Saturday, November 14, 2009

Critical Cretinisms: Spoilers


In a conversation with my brother in 2000, he mentioned that he had just seen the Wolfgang Petersen film The Perfect Storm, adding that "it was pretty good. Too bad everybody dies." Realizing his mistake in disclosing the film's ending to me, which was no secret to anyone familiar with the actual incident that the film dramatizes, he quickly apologized for his "spoiler." I told him not to worry and that I was not planning to go see the film anyway. When I did manage to see it months later on DVD, my brother's divulging the ending had not "spoiled" it for me at all.

Though unhappy, the ending of The Perfect Storm was not particularly surprising. Films that utilize "twist" or surprise endings depend for their full impact on that ending not being leaked to the audience. Two fairly recent examples spring to mind: The Sixth Sense (1999) and The Game (1998). Both of those films would have been far less effective and, I will admit, enjoyable, if their endings were known to me before I watched them. The popular prohibition of the leaking of surprise endings is comparable to the suppression of so-called "exit polls" during national elections until the last polling stations are closed. The rationale behind this is that no one wants to bet on a losing horse, and that some people will not bother to cast their votes if the outcome of the election has already been determined.

Aside from the films for which a surprise ending is everything, many classic films make use of them, and they contribute to their overall effect. One of the most luminous examples is Renoir's The Rules of the Game, which ends with the shooting death of André Jurieux, who was mistaken for Octave as he was running into the arms of Christine, who was mistaken for Lisette. Though surprising, the ending is perfectly congruous with everything that had come before it. Another great use of a surprise ending is in Truffaut's Jules and Jim, in which Catherine and Jim plunge to their deaths from a disused bridge. This ending, too, is initially shocking, but it feels utterly right in the film's continuity because Truffaut's artistry made it so.

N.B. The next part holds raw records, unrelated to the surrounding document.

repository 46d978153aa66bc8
//! visitor pattern helpers
mod visit_strings;
pub use visit_strings::VisitStringsMut;

/// Visitor that visits its subjects mutably
pub trait VisitMut<T> {
    fn visit_mut(&mut self, value: &mut T);
}

// blanket impl for FnMut
impl<T, F> VisitMut<T> for F
where
    F: FnMut(&mut T),
{
    fn visit_mut(&mut self, value: &mut T) {
        self(value)
    }
}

Some surprise endings actually backfire, and Truffaut's very next film, The Soft Skin illustrates this disturbingly. His tale of the marital infidelity of a scholarly writer with an air hostess ends with his wife's discovering his affair and then methodically murdering him in a crowded restaurant. This ending cast a melodramatic pall over the entire film, almost ruining it. I noted before that the ending is an excellent illustration of the meaning of "melodrama." In the course of our lives, most of us have had to deal with infidelity, but few of us, thankfully, choose to deal with it as violently as the wife in Truffaut's film.

Citizen Kane ends with the revelation of the meaning of "Rosebud," the word uttered by Kane with his dying breath. But if it explains the mystery of Charles Foster Kane's last word, it does not in any way explain the mystery of Kane himself, which is the film's point. The RKO publicists for Citizen Kane sought to maintain the secrecy of Rosebud's identity, and contemporary film critics were instructed to do the same in their reviews. But such instructions, whether or not they are obeyed, run counter to the efforts of art and of criticism, which are to inform and illuminate.

Often, the efforts of publicists to suppress information from the public distorts the filmmaker's message. For instance, when Vittorio De Sica's The Bicycle Thieves was released in the U.S., a subtle alteration of the title to The Bicycle Thief not only misrepresented the original Italian, Ladri di Biciclette, it misrepresented De Sica's whole point. In the film, the hero has his bicycle stolen on his first day on the job. By the end of the film, with no hope of retrieving his bicycle and keeping his job, he resorts to stealing someone else's bicycle. De Sica was simply trying to tell us that, under the horrific conditions of postwar Italy, even an honest man can become a thief. But the idea, and the original title, was considered a "spoiler" by American distributors who feared that De Sica's title would give away the ending.

By now, when most filmgoers depend on films to provide them with the vicarious thrills of an amusement park ride or the mental challenge of a crossword puzzle, spoilers have become anathema. Whenever a critic makes the mistake of providing his readers with information that producers would rather they did not have, he is liable to come under fire. But requiring him to deliberately keep his readers in the dark and to stop short of a full evaluation is quite unacceptable editorializing, not to mention an infringement of free speech. It is also founded on the assumption that films are not to be taken seriously or handled at the same level of respect as any other creative media.

What if you were a critic discussing Moby Dick with strict instructions to avoid mentioning that, by the end of the book, the Pequod is sunk by the whale with the loss of all hands but one? Or even that you might be prohibited from recommending King Lear to a prospective reader or theatergoer by telling him "it's a great play. Too bad everybody dies"?